Data shown |
____
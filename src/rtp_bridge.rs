//! The single-socket receive loop.
//!
//! One task owns the socket's read side and the session registry. Every
//! datagram is decoded, matched to its call and fed to that call's session;
//! anything slow happens on the worker pool.

use std::net::SocketAddr;
use std::sync::Arc;
use std::time::Duration;

use tokio::net::UdpSocket;
use tokio::sync::mpsc;
use tokio::time::Instant;

use crate::audio::{WireEncoding, decode_frame, pcm_to_le_bytes};
use crate::error::{RelayError, RelayResult};
use crate::registry::SessionRegistry;
use crate::rtp;
use crate::session::{CallKey, SessionContext};

const SWEEP_INTERVAL: Duration = Duration::from_secs(10);

/// Demultiplexes datagrams onto sessions. Separated from the socket so it can
/// be driven directly.
pub struct Dispatcher {
    registry: SessionRegistry,
}

impl Dispatcher {
    pub fn new(ctx: Arc<SessionContext>) -> Self {
        Self {
            registry: SessionRegistry::new(ctx),
        }
    }

    pub fn registry(&self) -> &SessionRegistry {
        &self.registry
    }

    pub fn registry_mut(&mut self) -> &mut SessionRegistry {
        &mut self.registry
    }

    /// Feeds one datagram to its call. Returns the call it went to, or `None`
    /// when the datagram was dropped.
    pub fn handle_datagram(&mut self, datagram: &[u8], peer: SocketAddr) -> Option<CallKey> {
        let packet = match rtp::decode(datagram) {
            Ok(packet) => packet,
            Err(e) => {
                log::debug!("Dropping {} byte datagram from {}: {}", datagram.len(), peer, e);
                return None;
            }
        };
        if packet.payload.is_empty() {
            return None;
        }

        let key = CallKey::new(peer, packet.ssrc);
        let (session, created) = self.registry.get_or_create(key);
        if created {
            log::info!("[{}] new call, payload type {}", key, packet.payload_type);
        }
        session.feed(&packet.payload);
        Some(key)
    }

    pub fn evict_idle(&mut self, now: Instant) -> usize {
        self.registry.evict_idle(now)
    }
}

pub struct RtpBridge {
    socket: Arc<UdpSocket>,
    dispatcher: Dispatcher,
    recv_buffer_size: usize,
}

impl RtpBridge {
    pub fn new(socket: Arc<UdpSocket>, dispatcher: Dispatcher, recv_buffer_size: usize) -> Self {
        Self {
            socket,
            dispatcher,
            recv_buffer_size,
        }
    }

    /// Runs until the socket fails.
    pub async fn run(mut self) -> RelayResult<()> {
        let socket = self.socket.clone();
        let mut buf = vec![0u8; self.recv_buffer_size];
        let mut sweep = tokio::time::interval(SWEEP_INTERVAL);

        if let Ok(addr) = socket.local_addr() {
            log::info!("Listening for RTP on {}", addr);
        }

        loop {
            tokio::select! {
                recv = socket.recv_from(&mut buf) => {
                    match recv {
                        Ok((len, peer)) => {
                            self.dispatcher.handle_datagram(&buf[..len], peer);
                        }
                        Err(e) if is_transient(&e) => {
                            log::debug!("Transient receive error: {}", e);
                        }
                        Err(e) => return Err(RelayError::Io(e)),
                    }
                }
                _ = sweep.tick() => {
                    let evicted = self.dispatcher.evict_idle(Instant::now());
                    if evicted > 0 {
                        log::info!(
                            "Evicted {} idle calls, {} active",
                            evicted,
                            self.dispatcher.registry().len()
                        );
                    }
                }
            }
        }
    }
}

/// Media-only loop: every payload is converted to s16le and handed to the
/// streaming recognizer. Chunks are dropped when the recognizer falls behind.
pub async fn run_transcribe(
    socket: Arc<UdpSocket>,
    encoding: WireEncoding,
    recv_buffer_size: usize,
    audio_tx: mpsc::Sender<Vec<u8>>,
) -> RelayResult<()> {
    let mut buf = vec![0u8; recv_buffer_size];
    if let Ok(addr) = socket.local_addr() {
        log::info!("Listening for RTP on {} (transcribe mode)", addr);
    }

    loop {
        let (len, peer) = match socket.recv_from(&mut buf).await {
            Ok(v) => v,
            Err(e) if is_transient(&e) => continue,
            Err(e) => return Err(RelayError::Io(e)),
        };
        let Some(pcm) = transcribe_payload(&buf[..len], encoding) else {
            continue;
        };
        match audio_tx.try_send(pcm) {
            Ok(()) => {}
            Err(mpsc::error::TrySendError::Full(_)) => {
                log::debug!("Recognizer backlog full, dropping audio from {}", peer);
            }
            Err(mpsc::error::TrySendError::Closed(_)) => return Ok(()),
        }
    }
}

/// s16le audio carried by one datagram, if it is a usable packet.
pub fn transcribe_payload(datagram: &[u8], encoding: WireEncoding) -> Option<Vec<u8>> {
    let packet = rtp::decode(datagram).ok()?;
    if packet.payload.is_empty() {
        return None;
    }
    Some(pcm_to_le_bytes(&decode_frame(&packet.payload, encoding)))
}

fn is_transient(e: &std::io::Error) -> bool {
    matches!(
        e.kind(),
        std::io::ErrorKind::ConnectionReset
            | std::io::ErrorKind::ConnectionRefused
            | std::io::ErrorKind::Interrupted
            | std::io::ErrorKind::WouldBlock
    )
}
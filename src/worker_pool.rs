//! Fixed-size async worker pool shared by all calls.
//!
//! Jobs go through a bounded queue. `submit` never waits: when the queue is
//! full the job is handed back as `PoolSaturated` and the caller decides what
//! to log. Workers take jobs in submission order.

use std::future::Future;
use std::pin::Pin;
use std::sync::Arc;

use tokio::sync::{Mutex, mpsc};
use tokio::task::JoinHandle;

use crate::error::{RelayError, RelayResult};

pub type Job = Pin<Box<dyn Future<Output = ()> + Send + 'static>>;

#[derive(Clone)]
pub struct WorkerPool {
    tx: mpsc::Sender<Job>,
}

/// Owns the worker tasks; dropping every `WorkerPool` handle lets them drain and exit.
pub struct PoolWorkers {
    handles: Vec<JoinHandle<()>>,
}

impl WorkerPool {
    /// Spawns `workers` tasks on the current runtime.
    pub fn spawn(workers: usize, queue_capacity: usize) -> (Self, PoolWorkers) {
        let (tx, rx) = mpsc::channel::<Job>(queue_capacity.max(1));
        let rx = Arc::new(Mutex::new(rx));

        let handles = (0..workers.max(1))
            .map(|id| {
                let rx = rx.clone();
                tokio::spawn(async move {
                    loop {
                        // hold the lock only while waiting for the next job
                        let job = rx.lock().await.recv().await;
                        match job {
                            Some(job) => job.await,
                            None => break,
                        }
                    }
                    log::debug!("worker {} exiting", id);
                })
            })
            .collect();

        log::info!(
            "Worker pool started: {} workers, queue capacity {}",
            workers.max(1),
            queue_capacity.max(1)
        );
        (Self { tx }, PoolWorkers { handles })
    }

    pub fn submit<F>(&self, job: F) -> RelayResult<()>
    where
        F: Future<Output = ()> + Send + 'static,
    {
        self.tx.try_send(Box::pin(job)).map_err(|e| match e {
            mpsc::error::TrySendError::Full(_) => RelayError::PoolSaturated,
            mpsc::error::TrySendError::Closed(_) => RelayError::PoolClosed,
        })
    }
}

impl PoolWorkers {
    /// Waits for queued jobs to finish. Only returns once every pool handle is dropped.
    pub async fn join(self) {
        for handle in self.handles {
            let _ = handle.await;
        }
    }

    pub fn abort(&self) {
        for handle in &self.handles {
            handle.abort();
        }
    }
}
use std::time::Duration;
use thiserror::Error;

pub type RelayResult<T> = Result<T, RelayError>;

#[derive(Error, Debug)]
pub enum RelayError {
    #[error("malformed packet: {0}")]
    MalformedPacket(&'static str),

    #[error("{service} timed out after {}ms", after.as_millis())]
    CollaboratorTimeout {
        service: &'static str,
        after: Duration,
    },

    #[error("{service} error: {message}")]
    Collaborator {
        service: &'static str,
        message: String,
    },

    #[error("transport send failed: {0}")]
    TransportSend(#[source] std::io::Error),

    #[error("worker pool queue is full")]
    PoolSaturated,

    #[error("worker pool is shut down")]
    PoolClosed,

    #[error("invalid configuration: {0}")]
    Config(String),

    #[error("IO error: {0}")]
    Io(#[from] std::io::Error),
}

impl RelayError {
    pub fn collaborator(service: &'static str, message: impl Into<String>) -> Self {
        RelayError::Collaborator {
            service,
            message: message.into(),
        }
    }
}
//! Streaming recognition over a websocket, used by the media-only mode.
//!
//! PCM chunks arrive on `rx_audio` and go out as binary frames; partial and
//! final results come back as JSON text frames and are forwarded as
//! [`SttEvent::Text`].

use futures_util::{SinkExt, StreamExt};
use serde_json::Value;
use tokio::sync::mpsc;
use tokio_tungstenite::{connect_async, tungstenite::protocol::Message};
use url::Url;

use crate::audio::SAMPLE_RATE;
use crate::config::SttConfig;

const MAX_RETRY_DELAY_SECS: u64 = 60;

#[derive(Debug, Clone, PartialEq, Eq)]
pub enum SttEvent {
    Connected,
    Text(String),
    Disconnected,
}

pub struct SttStream {
    config: SttConfig,
    tx: mpsc::Sender<SttEvent>,
    rx_audio: mpsc::Receiver<Vec<u8>>,
    retry_delay: u64,
}

impl SttStream {
    pub fn new(
        config: SttConfig,
        tx: mpsc::Sender<SttEvent>,
        rx_audio: mpsc::Receiver<Vec<u8>>,
    ) -> Self {
        Self {
            config,
            tx,
            rx_audio,
            retry_delay: 1,
        }
    }

    // 断开后指数退避重连，音频通道关闭时退出
    pub async fn run(mut self) {
        loop {
            match self.connect_and_loop().await {
                Ok(()) => break,
                Err(e) => {
                    log::warn!(
                        "STT stream error: {}. Retrying in {}s...",
                        e,
                        self.retry_delay
                    );
                    let _ = self.tx.send(SttEvent::Disconnected).await;
                    tokio::time::sleep(tokio::time::Duration::from_secs(self.retry_delay)).await;
                    self.retry_delay = (self.retry_delay * 2).min(MAX_RETRY_DELAY_SECS);
                }
            }
        }
        log::info!("STT stream stopped");
    }

    fn streaming_url(&self) -> anyhow::Result<Url> {
        let mut url = Url::parse(&self.config.streaming_url)?;
        url.query_pairs_mut()
            .append_pair("lang", &self.config.lang)
            .append_pair("format", "lpcm")
            .append_pair("sampleRateHertz", &SAMPLE_RATE.to_string());
        Ok(url)
    }

    async fn connect_and_loop(&mut self) -> anyhow::Result<()> {
        let url = self.streaming_url()?;
        let host = url
            .host_str()
            .ok_or_else(|| anyhow::anyhow!("streaming url has no host"))?
            .to_string();

        let request = tokio_tungstenite::tungstenite::http::Request::builder()
            .method("GET")
            .uri(url.as_str())
            .header("Host", host)
            .header("Connection", "Upgrade")
            .header("Upgrade", "websocket")
            .header("Sec-WebSocket-Version", "13")
            .header(
                "Sec-WebSocket-Key",
                tokio_tungstenite::tungstenite::handshake::client::generate_key(),
            )
            .header("Authorization", format!("Api-Key {}", self.config.api_key))
            .header("X-Folder-Id", &self.config.folder_id)
            .body(())?;

        log::info!("Connecting to STT stream {}...", self.config.streaming_url);
        let (ws_stream, _) = connect_async(request).await?;
        log::info!("STT stream connected");
        self.retry_delay = 1;

        let (mut write, mut read) = ws_stream.split();
        self.tx.send(SttEvent::Connected).await?;

        loop {
            tokio::select! {
                msg = read.next() => {
                    match msg {
                        Some(Ok(Message::Text(text))) => {
                            if let Some(transcript) = parse_transcript(text.as_str()) {
                                self.tx.send(SttEvent::Text(transcript)).await?;
                            }
                        }
                        Some(Ok(Message::Close(frame))) => {
                            return Err(anyhow::anyhow!("server closed stream: {:?}", frame));
                        }
                        Some(Ok(_)) => {}
                        Some(Err(e)) => return Err(e.into()),
                        None => return Err(anyhow::anyhow!("stream closed")),
                    }
                }
                chunk = self.rx_audio.recv() => {
                    match chunk {
                        Some(pcm) => write.send(Message::Binary(pcm.into())).await?,
                        None => {
                            let _ = write.send(Message::Close(None)).await;
                            return Ok(());
                        }
                    }
                }
            }
        }
    }
}

/// Extracts `result.alternatives[0].text` from a recognition message.
pub fn parse_transcript(message: &str) -> Option<String> {
    let value: Value = match serde_json::from_str(message) {
        Ok(v) => v,
        Err(e) => {
            log::warn!("STT parse error: {}", e);
            return None;
        }
    };
    value
        .get("result")?
        .get("alternatives")?
        .get(0)?
        .get("text")?
        .as_str()
        .map(str::trim)
        .filter(|t| !t.is_empty())
        .map(str::to_string)
}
____
What the task asks |
From the first line of the records above to the line that contains "Dispatcher, recv_buffer_size: usize)", quote each line exactly.

Result for this exercise |
filename src/rtp_bridge.rs
//! The single-socket receive loop.
//!
//! One task owns the socket's read side and the session registry. Every
//! datagram is decoded, matched to its call and fed to that call's session;
//! anything slow happens on the worker pool.

use std::net::SocketAddr;
use std::sync::Arc;
use std::time::Duration;

use tokio::net::UdpSocket;
use tokio::sync::mpsc;
use tokio::time::Instant;

use crate::audio::{WireEncoding, decode_frame, pcm_to_le_bytes};
use crate::error::{RelayError, RelayResult};
use crate::registry::SessionRegistry;
use crate::rtp;
use crate::session::{CallKey, SessionContext};

const SWEEP_INTERVAL: Duration = Duration::from_secs(10);

/// Demultiplexes datagrams onto sessions. Separated from the socket so it can
/// be driven directly.
pub struct Dispatcher {
    registry: SessionRegistry,
}

impl Dispatcher {
    pub fn new(ctx: Arc<SessionContext>) -> Self {
        Self {
            registry: SessionRegistry::new(ctx),
        }
    }

    pub fn registry(&self) -> &SessionRegistry {
        &self.registry
    }

    pub fn registry_mut(&mut self) -> &mut SessionRegistry {
        &mut self.registry
    }

    /// Feeds one datagram to its call. Returns the call it went to, or `None`
    /// when the datagram was dropped.
    pub fn handle_datagram(&mut self, datagram: &[u8], peer: SocketAddr) -> Option<CallKey> {
        let packet = match rtp::decode(datagram) {
            Ok(packet) => packet,
            Err(e) => {
                log::debug!("Dropping {} byte datagram from {}: {}", datagram.len(), peer, e);
                return None;
            }
        };
        if packet.payload.is_empty() {
            return None;
        }

        let key = CallKey::new(peer, packet.ssrc);
        let (session, created) = self.registry.get_or_create(key);
        if created {
            log::info!("[{}] new call, payload type {}", key, packet.payload_type);
        }
        session.feed(&packet.payload);
        Some(key)
    }

    pub fn evict_idle(&mut self, now: Instant) -> usize {
        self.registry.evict_idle(now)
    }
}

pub struct RtpBridge {
    socket: Arc<UdpSocket>,
    dispatcher: Dispatcher,
    recv_buffer_size: usize,
}

impl RtpBridge {
    pub fn new(socket: Arc<UdpSocket>, dispatcher: Dispatcher, recv_buffer_size: usize) -> Self {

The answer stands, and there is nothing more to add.